• [WHAT THE EXERCISE ASKS]:
Where a line of the records holds the string "entries", copy that line.

• [SOURCE DATA]:
>>>
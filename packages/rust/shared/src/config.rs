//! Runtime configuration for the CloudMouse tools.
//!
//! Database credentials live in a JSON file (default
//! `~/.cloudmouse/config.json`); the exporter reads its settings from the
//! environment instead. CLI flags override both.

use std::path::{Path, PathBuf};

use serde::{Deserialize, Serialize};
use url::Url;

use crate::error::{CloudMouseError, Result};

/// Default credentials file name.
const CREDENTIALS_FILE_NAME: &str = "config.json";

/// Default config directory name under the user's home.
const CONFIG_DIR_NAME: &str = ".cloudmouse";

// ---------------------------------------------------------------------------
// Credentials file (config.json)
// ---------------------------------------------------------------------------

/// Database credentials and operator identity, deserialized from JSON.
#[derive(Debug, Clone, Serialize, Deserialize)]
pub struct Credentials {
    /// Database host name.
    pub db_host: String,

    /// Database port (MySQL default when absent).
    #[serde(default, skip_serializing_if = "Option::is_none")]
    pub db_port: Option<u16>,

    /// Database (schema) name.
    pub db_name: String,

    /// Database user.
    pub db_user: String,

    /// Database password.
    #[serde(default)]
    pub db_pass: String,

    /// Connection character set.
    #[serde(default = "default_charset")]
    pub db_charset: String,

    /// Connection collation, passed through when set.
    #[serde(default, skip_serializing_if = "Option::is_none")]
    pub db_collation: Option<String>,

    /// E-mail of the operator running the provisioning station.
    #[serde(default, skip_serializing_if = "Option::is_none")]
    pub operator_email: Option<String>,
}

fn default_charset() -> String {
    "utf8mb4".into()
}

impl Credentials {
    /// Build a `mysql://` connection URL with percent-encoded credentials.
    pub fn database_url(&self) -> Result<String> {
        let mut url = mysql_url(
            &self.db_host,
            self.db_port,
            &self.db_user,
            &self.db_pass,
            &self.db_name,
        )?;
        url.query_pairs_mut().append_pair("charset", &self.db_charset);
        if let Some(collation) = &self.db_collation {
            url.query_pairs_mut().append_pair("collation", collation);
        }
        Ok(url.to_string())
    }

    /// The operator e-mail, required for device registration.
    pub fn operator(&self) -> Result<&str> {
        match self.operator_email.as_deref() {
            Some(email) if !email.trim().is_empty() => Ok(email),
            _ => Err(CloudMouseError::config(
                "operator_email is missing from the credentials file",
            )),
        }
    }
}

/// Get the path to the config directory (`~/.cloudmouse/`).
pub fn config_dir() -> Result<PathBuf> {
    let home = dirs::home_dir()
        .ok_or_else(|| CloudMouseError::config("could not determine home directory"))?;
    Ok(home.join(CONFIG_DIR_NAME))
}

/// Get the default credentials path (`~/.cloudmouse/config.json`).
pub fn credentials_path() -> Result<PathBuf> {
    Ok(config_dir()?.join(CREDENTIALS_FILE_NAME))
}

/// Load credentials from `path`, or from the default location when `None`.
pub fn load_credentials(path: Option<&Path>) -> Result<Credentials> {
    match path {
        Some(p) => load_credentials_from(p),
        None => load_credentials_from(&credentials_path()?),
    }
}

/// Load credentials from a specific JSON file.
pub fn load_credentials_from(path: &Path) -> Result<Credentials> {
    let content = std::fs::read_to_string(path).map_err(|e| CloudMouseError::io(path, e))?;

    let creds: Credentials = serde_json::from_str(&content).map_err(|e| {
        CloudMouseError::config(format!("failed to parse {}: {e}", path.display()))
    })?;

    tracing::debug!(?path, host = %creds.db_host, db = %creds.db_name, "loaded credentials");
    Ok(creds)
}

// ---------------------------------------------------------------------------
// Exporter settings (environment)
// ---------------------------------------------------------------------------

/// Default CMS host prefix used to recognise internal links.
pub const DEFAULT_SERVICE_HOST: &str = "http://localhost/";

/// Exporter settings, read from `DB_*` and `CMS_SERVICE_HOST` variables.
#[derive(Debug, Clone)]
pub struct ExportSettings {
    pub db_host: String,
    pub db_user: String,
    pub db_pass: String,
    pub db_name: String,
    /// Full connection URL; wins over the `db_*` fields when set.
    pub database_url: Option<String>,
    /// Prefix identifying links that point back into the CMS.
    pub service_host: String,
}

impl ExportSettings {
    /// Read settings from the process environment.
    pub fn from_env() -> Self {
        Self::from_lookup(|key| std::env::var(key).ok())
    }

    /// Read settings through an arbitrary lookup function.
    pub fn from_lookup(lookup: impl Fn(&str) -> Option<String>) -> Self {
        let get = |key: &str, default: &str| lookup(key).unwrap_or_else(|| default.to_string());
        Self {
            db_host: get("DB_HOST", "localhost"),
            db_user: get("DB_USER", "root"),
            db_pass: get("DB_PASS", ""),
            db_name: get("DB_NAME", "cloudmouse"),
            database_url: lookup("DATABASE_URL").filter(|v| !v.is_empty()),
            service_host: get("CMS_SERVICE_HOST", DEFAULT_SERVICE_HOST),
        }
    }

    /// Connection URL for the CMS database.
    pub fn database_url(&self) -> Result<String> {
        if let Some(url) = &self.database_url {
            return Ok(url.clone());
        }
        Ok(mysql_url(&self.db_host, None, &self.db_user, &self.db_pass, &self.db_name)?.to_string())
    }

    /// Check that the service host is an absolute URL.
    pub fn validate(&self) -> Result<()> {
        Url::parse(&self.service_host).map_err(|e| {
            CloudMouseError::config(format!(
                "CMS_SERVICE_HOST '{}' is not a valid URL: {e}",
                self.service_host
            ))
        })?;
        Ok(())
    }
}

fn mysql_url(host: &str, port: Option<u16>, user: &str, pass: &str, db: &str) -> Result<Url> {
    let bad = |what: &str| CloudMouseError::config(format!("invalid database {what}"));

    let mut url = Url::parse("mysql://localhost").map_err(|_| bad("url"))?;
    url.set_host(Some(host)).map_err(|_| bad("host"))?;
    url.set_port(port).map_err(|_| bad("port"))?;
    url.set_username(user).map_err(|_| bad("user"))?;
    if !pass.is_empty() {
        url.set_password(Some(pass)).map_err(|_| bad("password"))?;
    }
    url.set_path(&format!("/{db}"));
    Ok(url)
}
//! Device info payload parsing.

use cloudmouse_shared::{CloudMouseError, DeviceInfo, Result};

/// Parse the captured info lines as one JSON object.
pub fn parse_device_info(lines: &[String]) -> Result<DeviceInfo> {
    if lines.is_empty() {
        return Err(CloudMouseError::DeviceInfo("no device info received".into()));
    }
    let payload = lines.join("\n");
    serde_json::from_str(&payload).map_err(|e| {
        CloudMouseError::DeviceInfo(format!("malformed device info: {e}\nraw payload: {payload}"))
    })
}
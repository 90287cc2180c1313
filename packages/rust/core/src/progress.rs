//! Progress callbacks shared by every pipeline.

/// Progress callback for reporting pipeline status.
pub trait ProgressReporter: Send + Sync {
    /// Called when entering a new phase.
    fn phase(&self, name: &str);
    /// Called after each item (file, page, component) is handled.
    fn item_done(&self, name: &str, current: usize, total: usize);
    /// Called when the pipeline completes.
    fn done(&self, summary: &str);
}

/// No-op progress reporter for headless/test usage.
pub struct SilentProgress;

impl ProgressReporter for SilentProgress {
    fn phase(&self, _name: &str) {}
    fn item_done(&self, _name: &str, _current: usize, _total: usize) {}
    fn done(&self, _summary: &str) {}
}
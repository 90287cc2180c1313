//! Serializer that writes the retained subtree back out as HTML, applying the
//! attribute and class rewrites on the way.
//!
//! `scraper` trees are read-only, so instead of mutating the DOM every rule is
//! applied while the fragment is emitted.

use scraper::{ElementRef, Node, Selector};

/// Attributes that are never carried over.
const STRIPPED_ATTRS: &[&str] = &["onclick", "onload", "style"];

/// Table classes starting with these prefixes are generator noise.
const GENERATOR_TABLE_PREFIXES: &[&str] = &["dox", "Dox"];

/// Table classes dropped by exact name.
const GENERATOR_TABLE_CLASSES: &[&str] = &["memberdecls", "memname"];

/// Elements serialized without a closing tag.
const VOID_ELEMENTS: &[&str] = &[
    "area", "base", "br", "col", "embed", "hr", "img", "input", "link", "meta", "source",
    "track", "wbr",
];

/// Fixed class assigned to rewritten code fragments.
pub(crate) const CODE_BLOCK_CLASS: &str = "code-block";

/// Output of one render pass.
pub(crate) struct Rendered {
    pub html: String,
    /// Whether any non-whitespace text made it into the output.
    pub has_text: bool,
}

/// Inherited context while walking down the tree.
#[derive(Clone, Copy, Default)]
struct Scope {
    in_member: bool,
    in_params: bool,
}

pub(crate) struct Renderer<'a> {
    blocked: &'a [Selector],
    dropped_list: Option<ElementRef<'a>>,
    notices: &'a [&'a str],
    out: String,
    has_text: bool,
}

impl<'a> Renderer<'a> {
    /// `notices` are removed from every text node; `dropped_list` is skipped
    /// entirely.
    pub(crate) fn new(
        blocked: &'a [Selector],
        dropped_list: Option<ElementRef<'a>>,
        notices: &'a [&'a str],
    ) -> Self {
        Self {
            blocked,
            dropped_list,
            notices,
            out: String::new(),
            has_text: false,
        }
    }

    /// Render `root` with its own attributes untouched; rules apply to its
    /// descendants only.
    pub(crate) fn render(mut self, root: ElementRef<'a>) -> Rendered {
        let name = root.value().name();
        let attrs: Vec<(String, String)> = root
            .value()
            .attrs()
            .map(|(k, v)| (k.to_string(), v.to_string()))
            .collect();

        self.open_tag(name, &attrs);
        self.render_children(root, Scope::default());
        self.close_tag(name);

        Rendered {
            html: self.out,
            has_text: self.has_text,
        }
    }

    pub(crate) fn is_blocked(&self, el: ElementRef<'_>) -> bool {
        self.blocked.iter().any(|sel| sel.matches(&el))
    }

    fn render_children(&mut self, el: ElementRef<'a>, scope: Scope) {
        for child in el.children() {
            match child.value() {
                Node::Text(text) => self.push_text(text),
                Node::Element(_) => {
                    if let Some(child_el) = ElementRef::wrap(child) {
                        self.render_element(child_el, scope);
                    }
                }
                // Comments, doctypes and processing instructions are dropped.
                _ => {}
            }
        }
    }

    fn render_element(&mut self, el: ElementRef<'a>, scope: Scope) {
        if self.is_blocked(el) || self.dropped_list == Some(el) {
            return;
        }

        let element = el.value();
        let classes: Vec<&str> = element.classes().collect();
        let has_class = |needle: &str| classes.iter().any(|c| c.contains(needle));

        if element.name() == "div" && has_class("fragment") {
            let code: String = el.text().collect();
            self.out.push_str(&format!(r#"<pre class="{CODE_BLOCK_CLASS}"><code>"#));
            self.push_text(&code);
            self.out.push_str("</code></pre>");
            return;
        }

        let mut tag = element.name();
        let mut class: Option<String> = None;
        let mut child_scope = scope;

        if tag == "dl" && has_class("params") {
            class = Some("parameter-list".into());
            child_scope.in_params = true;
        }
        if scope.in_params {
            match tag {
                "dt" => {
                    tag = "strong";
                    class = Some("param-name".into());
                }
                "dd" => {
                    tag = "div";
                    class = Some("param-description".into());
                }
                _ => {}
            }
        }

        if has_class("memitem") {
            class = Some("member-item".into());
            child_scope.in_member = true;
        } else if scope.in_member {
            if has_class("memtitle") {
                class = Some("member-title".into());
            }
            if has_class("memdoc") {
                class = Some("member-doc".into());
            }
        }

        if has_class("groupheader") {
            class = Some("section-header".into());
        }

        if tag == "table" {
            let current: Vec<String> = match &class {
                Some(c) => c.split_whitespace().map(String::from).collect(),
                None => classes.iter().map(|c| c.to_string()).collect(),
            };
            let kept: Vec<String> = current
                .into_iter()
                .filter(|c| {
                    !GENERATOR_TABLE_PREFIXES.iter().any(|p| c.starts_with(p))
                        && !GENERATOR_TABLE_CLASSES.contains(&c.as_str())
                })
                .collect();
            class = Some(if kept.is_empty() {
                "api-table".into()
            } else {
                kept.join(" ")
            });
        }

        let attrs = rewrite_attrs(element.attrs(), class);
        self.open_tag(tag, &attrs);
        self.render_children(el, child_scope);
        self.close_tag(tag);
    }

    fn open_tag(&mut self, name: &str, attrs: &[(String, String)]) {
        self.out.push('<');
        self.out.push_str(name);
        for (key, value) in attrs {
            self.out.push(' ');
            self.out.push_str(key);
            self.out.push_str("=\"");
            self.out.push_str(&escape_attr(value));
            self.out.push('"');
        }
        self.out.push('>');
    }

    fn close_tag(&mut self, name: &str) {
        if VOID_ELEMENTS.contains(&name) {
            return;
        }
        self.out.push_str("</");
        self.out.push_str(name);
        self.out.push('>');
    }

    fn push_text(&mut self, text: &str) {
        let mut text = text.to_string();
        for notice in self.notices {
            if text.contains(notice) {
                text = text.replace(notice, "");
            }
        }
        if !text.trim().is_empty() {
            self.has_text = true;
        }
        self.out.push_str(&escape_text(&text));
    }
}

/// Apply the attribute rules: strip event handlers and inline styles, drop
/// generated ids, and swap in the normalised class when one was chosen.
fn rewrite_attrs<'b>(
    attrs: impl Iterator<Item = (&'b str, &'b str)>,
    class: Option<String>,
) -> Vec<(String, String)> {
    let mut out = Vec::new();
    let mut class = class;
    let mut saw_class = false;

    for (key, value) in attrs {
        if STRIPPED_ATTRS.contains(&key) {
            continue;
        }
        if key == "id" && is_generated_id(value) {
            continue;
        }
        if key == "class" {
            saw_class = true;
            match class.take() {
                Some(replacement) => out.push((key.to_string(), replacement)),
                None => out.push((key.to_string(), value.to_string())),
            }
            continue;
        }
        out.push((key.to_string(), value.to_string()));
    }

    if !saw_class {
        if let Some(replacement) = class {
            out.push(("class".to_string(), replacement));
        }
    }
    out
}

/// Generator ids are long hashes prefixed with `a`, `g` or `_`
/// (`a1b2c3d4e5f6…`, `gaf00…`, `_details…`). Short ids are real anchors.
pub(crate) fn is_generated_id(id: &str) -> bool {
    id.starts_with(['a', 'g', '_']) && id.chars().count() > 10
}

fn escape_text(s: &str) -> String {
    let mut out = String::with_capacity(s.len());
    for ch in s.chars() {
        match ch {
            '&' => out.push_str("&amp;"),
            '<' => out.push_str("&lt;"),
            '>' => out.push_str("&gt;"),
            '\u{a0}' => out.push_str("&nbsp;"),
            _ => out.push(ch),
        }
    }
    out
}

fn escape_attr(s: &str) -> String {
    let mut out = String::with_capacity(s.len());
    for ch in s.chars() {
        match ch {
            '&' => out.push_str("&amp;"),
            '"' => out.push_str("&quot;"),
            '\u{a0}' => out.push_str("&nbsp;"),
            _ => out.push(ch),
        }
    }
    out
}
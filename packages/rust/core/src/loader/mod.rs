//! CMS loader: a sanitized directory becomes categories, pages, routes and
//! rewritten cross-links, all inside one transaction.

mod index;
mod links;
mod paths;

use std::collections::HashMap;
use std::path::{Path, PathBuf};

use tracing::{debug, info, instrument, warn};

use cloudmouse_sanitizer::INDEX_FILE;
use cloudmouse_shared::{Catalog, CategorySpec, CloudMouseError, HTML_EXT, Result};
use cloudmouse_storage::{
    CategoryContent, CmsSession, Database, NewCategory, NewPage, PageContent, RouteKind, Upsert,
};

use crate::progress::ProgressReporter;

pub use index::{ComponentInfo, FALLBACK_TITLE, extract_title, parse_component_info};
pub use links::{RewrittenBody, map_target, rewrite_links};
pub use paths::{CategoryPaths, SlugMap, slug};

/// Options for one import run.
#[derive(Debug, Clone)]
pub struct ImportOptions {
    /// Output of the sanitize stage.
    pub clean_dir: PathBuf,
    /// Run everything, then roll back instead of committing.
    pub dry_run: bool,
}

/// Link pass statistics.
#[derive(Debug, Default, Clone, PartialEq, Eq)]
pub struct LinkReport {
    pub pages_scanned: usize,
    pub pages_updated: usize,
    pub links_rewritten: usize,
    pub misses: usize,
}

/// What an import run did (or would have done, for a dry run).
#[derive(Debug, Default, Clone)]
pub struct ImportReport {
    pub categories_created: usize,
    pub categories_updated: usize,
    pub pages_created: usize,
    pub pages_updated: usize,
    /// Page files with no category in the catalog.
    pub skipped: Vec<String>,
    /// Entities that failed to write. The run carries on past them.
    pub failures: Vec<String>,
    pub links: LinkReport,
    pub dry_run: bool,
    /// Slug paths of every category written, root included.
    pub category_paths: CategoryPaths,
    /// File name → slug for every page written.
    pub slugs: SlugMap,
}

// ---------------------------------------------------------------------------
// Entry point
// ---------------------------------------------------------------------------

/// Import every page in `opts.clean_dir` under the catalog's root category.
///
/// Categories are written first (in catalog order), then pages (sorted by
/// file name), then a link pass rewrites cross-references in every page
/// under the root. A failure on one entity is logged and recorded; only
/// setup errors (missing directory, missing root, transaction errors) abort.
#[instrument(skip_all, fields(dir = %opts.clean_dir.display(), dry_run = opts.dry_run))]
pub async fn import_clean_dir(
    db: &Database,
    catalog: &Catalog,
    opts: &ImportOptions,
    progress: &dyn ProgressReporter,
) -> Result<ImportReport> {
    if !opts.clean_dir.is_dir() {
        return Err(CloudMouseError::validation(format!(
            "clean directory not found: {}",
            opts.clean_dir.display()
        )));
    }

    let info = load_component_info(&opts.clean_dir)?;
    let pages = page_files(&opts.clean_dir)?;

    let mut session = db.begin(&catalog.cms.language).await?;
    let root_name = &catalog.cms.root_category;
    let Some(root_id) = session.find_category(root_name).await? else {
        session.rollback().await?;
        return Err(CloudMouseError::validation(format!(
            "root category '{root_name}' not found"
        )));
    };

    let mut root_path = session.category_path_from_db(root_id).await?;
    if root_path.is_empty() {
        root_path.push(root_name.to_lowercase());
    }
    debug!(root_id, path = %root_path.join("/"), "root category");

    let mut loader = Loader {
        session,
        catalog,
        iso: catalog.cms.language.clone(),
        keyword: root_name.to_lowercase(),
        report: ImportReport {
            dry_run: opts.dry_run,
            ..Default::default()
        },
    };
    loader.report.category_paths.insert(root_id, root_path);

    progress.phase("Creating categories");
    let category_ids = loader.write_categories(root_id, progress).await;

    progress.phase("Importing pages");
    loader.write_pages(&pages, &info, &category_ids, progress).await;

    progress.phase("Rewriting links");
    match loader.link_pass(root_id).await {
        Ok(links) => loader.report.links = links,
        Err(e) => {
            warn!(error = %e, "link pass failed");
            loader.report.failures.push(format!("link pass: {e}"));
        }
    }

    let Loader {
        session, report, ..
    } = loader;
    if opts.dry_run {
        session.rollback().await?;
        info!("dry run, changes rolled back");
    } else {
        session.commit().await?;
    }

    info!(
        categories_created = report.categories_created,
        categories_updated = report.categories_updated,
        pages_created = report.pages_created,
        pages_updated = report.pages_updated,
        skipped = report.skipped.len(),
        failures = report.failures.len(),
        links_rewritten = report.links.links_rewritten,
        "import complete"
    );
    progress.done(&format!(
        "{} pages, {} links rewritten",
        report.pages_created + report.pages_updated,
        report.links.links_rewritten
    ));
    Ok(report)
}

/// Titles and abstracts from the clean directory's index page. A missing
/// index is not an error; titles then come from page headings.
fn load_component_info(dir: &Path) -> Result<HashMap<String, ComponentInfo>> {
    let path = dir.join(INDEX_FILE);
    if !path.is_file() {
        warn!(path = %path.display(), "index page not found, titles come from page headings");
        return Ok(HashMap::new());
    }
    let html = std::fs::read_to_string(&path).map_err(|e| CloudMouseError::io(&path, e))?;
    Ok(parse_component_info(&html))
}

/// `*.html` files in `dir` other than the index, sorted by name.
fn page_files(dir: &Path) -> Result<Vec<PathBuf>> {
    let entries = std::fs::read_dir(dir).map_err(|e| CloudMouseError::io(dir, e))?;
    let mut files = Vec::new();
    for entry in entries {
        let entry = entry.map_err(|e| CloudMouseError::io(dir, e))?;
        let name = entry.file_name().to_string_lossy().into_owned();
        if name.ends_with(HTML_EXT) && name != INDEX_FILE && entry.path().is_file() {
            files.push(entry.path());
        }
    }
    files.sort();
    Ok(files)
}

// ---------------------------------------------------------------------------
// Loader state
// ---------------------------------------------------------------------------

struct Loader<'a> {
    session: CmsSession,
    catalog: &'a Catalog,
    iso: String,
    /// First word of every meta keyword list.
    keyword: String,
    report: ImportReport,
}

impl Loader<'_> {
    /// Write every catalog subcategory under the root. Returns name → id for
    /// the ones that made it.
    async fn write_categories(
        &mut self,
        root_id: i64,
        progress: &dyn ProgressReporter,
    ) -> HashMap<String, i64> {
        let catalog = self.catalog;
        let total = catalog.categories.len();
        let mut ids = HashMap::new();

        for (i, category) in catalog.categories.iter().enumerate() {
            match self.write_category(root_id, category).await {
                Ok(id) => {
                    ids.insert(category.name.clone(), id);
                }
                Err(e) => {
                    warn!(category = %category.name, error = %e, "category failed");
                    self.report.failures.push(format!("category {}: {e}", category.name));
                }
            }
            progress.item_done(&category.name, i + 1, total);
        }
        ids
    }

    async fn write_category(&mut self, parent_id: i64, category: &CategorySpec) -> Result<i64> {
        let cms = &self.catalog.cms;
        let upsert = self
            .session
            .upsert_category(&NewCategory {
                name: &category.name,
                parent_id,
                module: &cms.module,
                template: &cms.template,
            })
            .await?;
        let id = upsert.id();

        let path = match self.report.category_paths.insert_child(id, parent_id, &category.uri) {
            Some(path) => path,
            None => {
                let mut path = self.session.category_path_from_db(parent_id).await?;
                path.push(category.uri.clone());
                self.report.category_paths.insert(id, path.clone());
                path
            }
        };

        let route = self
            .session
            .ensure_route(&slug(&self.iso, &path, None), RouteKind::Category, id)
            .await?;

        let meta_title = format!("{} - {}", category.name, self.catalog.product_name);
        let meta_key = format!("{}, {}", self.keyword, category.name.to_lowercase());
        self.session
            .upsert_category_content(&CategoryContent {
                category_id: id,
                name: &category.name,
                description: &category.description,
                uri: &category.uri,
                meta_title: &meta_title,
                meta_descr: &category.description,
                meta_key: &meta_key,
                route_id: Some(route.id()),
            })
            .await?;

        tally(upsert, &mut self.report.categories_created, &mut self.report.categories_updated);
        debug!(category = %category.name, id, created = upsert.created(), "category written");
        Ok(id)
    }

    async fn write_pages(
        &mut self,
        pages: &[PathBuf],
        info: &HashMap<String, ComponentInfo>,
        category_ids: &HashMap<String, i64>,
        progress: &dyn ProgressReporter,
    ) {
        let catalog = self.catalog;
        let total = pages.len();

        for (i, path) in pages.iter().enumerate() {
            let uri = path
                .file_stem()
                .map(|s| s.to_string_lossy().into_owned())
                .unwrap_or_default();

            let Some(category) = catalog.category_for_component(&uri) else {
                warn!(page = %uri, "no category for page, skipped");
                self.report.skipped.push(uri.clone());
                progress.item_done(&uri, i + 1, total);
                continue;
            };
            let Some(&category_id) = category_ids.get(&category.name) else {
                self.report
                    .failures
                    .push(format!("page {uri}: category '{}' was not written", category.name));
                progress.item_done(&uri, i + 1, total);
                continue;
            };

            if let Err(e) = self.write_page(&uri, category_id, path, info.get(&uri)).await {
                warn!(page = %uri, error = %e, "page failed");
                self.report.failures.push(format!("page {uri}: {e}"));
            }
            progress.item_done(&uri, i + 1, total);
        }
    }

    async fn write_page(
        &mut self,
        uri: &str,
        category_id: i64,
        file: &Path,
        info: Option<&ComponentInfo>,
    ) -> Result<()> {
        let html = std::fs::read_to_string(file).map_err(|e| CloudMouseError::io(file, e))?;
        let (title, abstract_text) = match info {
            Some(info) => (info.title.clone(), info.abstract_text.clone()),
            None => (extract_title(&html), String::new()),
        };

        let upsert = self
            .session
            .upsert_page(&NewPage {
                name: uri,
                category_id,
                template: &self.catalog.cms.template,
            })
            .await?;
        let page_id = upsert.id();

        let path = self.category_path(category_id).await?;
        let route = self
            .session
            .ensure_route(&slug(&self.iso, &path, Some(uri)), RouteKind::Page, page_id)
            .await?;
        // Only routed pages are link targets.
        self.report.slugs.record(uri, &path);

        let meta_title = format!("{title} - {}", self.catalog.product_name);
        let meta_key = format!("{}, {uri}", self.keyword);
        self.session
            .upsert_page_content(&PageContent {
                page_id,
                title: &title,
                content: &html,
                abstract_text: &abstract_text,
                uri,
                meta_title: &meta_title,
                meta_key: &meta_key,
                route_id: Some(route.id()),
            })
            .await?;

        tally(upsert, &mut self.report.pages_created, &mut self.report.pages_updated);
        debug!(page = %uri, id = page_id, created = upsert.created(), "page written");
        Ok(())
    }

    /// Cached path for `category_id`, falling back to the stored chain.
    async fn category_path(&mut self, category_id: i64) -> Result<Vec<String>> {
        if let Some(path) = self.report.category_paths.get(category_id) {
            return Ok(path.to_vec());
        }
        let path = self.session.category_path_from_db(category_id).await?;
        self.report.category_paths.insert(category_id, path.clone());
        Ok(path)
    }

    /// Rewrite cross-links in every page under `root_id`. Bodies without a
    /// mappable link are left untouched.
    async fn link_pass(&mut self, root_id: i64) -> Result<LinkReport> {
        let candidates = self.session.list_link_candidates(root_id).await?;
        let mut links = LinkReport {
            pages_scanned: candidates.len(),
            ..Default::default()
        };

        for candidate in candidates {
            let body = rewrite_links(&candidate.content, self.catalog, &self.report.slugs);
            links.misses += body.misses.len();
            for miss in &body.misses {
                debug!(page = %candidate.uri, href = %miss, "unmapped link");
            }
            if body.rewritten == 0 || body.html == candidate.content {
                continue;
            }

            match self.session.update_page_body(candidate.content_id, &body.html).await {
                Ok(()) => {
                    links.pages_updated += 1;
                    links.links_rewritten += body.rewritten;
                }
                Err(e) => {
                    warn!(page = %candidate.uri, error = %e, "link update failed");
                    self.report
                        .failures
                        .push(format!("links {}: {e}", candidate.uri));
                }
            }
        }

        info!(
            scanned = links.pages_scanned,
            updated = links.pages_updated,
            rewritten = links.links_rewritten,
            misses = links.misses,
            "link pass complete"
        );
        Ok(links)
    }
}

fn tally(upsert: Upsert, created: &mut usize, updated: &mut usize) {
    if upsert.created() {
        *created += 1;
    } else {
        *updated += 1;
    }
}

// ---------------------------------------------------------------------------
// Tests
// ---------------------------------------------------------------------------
<<<
• [SOLUTION BELOW]:
    let entries = std::fs::read_dir(dir).map_err(|e| CloudMouseError::io(dir, e))?;
    for entry in entries {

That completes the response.